Task description:
Return each record shown below exactly, with none omitted.
-=-=-=-=-
use std::sync::{Arc, Mutex};

use tokio::sync::watch;

use crate::lock;
use crate::models::{ChatTurn, Message, MessagePatch, MessageStatus};

#[derive(Default)]
struct Inner {
    messages: Vec<Message>,
    loading: bool,
}

/// The message list and global loading flag of one conversation.
///
/// Clones share the same state. Every mutation bumps a revision counter that
/// an external renderer can watch via [`ConversationState::subscribe`].
#[derive(Clone)]
pub struct ConversationState {
    inner: Arc<Mutex<Inner>>,
    revision: Arc<watch::Sender<u64>>,
}

impl Default for ConversationState {
    fn default() -> Self {
        Self::new()
    }
}

impl ConversationState {
    pub fn new() -> Self {
        let (revision, _) = watch::channel(0);
        Self { inner: Arc::new(Mutex::new(Inner::default())), revision: Arc::new(revision) }
    }

    fn mutate<R>(&self, f: impl FnOnce(&mut Inner) -> R) -> R {
        let result = f(&mut lock(&self.inner));
        self.revision.send_modify(|rev| *rev += 1);
        result
    }

    /// Appends `message` and returns its id.
    pub fn add_message(&self, message: Message) -> String {
        let id = message.id.clone();
        self.mutate(|inner| inner.messages.push(message));
        id
    }

    /// Shallow-merges `patch` into the message with `id`. Returns `false` when
    /// no such message exists.
    ///
    /// An `Error` status is sticky: a later `Success` leaves it in place unless
    /// the patch sets `reset_status`.
    pub fn update_message(&self, id: &str, patch: MessagePatch) -> bool {
        self.mutate(|inner| {
            let Some(message) = inner.messages.iter_mut().find(|m| m.id == id) else {
                return false;
            };
            apply_patch(message, patch);
            true
        })
    }

    /// Appends text to a message's content.
    pub fn append_content(&self, id: &str, text: &str) -> bool {
        self.mutate(|inner| match inner.messages.iter_mut().find(|m| m.id == id) {
            Some(message) => {
                message.content.push_str(text);
                true
            }
            None => false,
        })
    }

    pub fn remove_message(&self, id: &str) -> Option<Message> {
        self.mutate(|inner| {
            let index = inner.messages.iter().position(|m| m.id == id)?;
            Some(inner.messages.remove(index))
        })
    }

    pub fn clear_messages(&self) {
        self.mutate(|inner| inner.messages.clear());
    }

    pub fn set_loading(&self, loading: bool) {
        self.mutate(|inner| inner.loading = loading);
    }

    pub fn is_loading(&self) -> bool {
        lock(&self.inner).loading
    }

    pub fn messages(&self) -> Vec<Message> {
        lock(&self.inner).messages.clone()
    }

    pub fn message(&self, id: &str) -> Option<Message> {
        lock(&self.inner).messages.iter().find(|m| m.id == id).cloned()
    }

    pub fn contains(&self, id: &str) -> bool {
        lock(&self.inner).messages.iter().any(|m| m.id == id)
    }

    pub fn len(&self) -> usize {
        lock(&self.inner).messages.len()
    }

    pub fn is_empty(&self) -> bool {
        self.len() == 0
    }

    /// Prior turns to send to the backend: user and assistant messages that
    /// are not still loading.
    pub fn history(&self) -> Vec<ChatTurn> {
        lock(&self.inner)
            .messages
            .iter()
            .filter(|m| m.role.is_conversational() && !m.is_loading())
            .map(ChatTurn::from)
            .collect()
    }

    /// Receiver that changes on every mutation.
    pub fn subscribe(&self) -> watch::Receiver<u64> {
        self.revision.subscribe()
    }
}

fn apply_patch(message: &mut Message, patch: MessagePatch) {
    if let Some(content) = patch.content {
        message.content = content;
    }
    if let Some(collapsible) = patch.collapsible_content {
        message.collapsible_content = Some(collapsible);
    }
    if let Some(task_type) = patch.task_type {
        message.task_type = Some(task_type);
    }
    if let Some(tool_calls) = patch.tool_calls {
        message.tool_calls = tool_calls;
    }
    if patch.reset_status {
        message.status = patch.status;
    } else if let Some(status) = patch.status {
        let sticky = message.status == Some(MessageStatus::Error) && status == MessageStatus::Success;
        if !sticky {
            message.status = Some(status);
        }
    }
}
-=-=-=-=-
Answer to this problem:
use std::sync::{Arc, Mutex};

use tokio::sync::watch;

use crate::lock;
use crate::models::{ChatTurn, Message, MessagePatch, MessageStatus};

#[derive(Default)]
struct Inner {
    messages: Vec<Message>,
    loading: bool,
}

/// The message list and global loading flag of one conversation.
///
/// Clones share the same state. Every mutation bumps a revision counter that
/// an external renderer can watch via [`ConversationState::subscribe`].
#[derive(Clone)]
pub struct ConversationState {
    inner: Arc<Mutex<Inner>>,
    revision: Arc<watch::Sender<u64>>,
}

impl Default for ConversationState {
    fn default() -> Self {
        Self::new()
    }
}

impl ConversationState {
    pub fn new() -> Self {
        let (revision, _) = watch::channel(0);
        Self { inner: Arc::new(Mutex::new(Inner::default())), revision: Arc::new(revision) }
    }

    fn mutate<R>(&self, f: impl FnOnce(&mut Inner) -> R) -> R {
        let result = f(&mut lock(&self.inner));
        self.revision.send_modify(|rev| *rev += 1);
        result
    }

    /// Appends `message` and returns its id.
    pub fn add_message(&self, message: Message) -> String {
        let id = message.id.clone();
        self.mutate(|inner| inner.messages.push(message));
        id
    }

    /// Shallow-merges `patch` into the message with `id`. Returns `false` when
    /// no such message exists.
    ///
    /// An `Error` status is sticky: a later `Success` leaves it in place unless
    /// the patch sets `reset_status`.
    pub fn update_message(&self, id: &str, patch: MessagePatch) -> bool {
        self.mutate(|inner| {
            let Some(message) = inner.messages.iter_mut().find(|m| m.id == id) else {
                return false;
            };
            apply_patch(message, patch);
            true
        })
    }

    /// Appends text to a message's content.
    pub fn append_content(&self, id: &str, text: &str) -> bool {
        self.mutate(|inner| match inner.messages.iter_mut().find(|m| m.id == id) {
            Some(message) => {
                message.content.push_str(text);
                true
            }
            None => false,
        })
    }

    pub fn remove_message(&self, id: &str) -> Option<Message> {
        self.mutate(|inner| {
            let index = inner.messages.iter().position(|m| m.id == id)?;
            Some(inner.messages.remove(index))
        })
    }

    pub fn clear_messages(&self) {
        self.mutate(|inner| inner.messages.clear());
    }

    pub fn set_loading(&self, loading: bool) {
        self.mutate(|inner| inner.loading = loading);
    }

    pub fn is_loading(&self) -> bool {
        lock(&self.inner).loading
    }

    pub fn messages(&self) -> Vec<Message> {
        lock(&self.inner).messages.clone()
    }

    pub fn message(&self, id: &str) -> Option<Message> {
        lock(&self.inner).messages.iter().find(|m| m.id == id).cloned()
    }

    pub fn contains(&self, id: &str) -> bool {
        lock(&self.inner).messages.iter().any(|m| m.id == id)
    }

    pub fn len(&self) -> usize {
        lock(&self.inner).messages.len()
    }

    pub fn is_empty(&self) -> bool {
        self.len() == 0
    }

    /// Prior turns to send to the backend: user and assistant messages that
    /// are not still loading.
    pub fn history(&self) -> Vec<ChatTurn> {
        lock(&self.inner)
            .messages
            .iter()
            .filter(|m| m.role.is_conversational() && !m.is_loading())
            .map(ChatTurn::from)
            .collect()
    }

    /// Receiver that changes on every mutation.
    pub fn subscribe(&self) -> watch::Receiver<u64> {
        self.revision.subscribe()
    }
}

fn apply_patch(message: &mut Message, patch: MessagePatch) {
    if let Some(content) = patch.content {
        message.content = content;
    }
    if let Some(collapsible) = patch.collapsible_content {
        message.collapsible_content = Some(collapsible);
    }
    if let Some(task_type) = patch.task_type {
        message.task_type = Some(task_type);
    }
    if let Some(tool_calls) = patch.tool_calls {
        message.tool_calls = tool_calls;
    }
    if patch.reset_status {
        message.status = patch.status;
    } else if let Some(status) = patch.status {
        let sticky = message.status == Some(MessageStatus::Error) && status == MessageStatus::Success;
        if !sticky {
            message.status = Some(status);
        }
    }
}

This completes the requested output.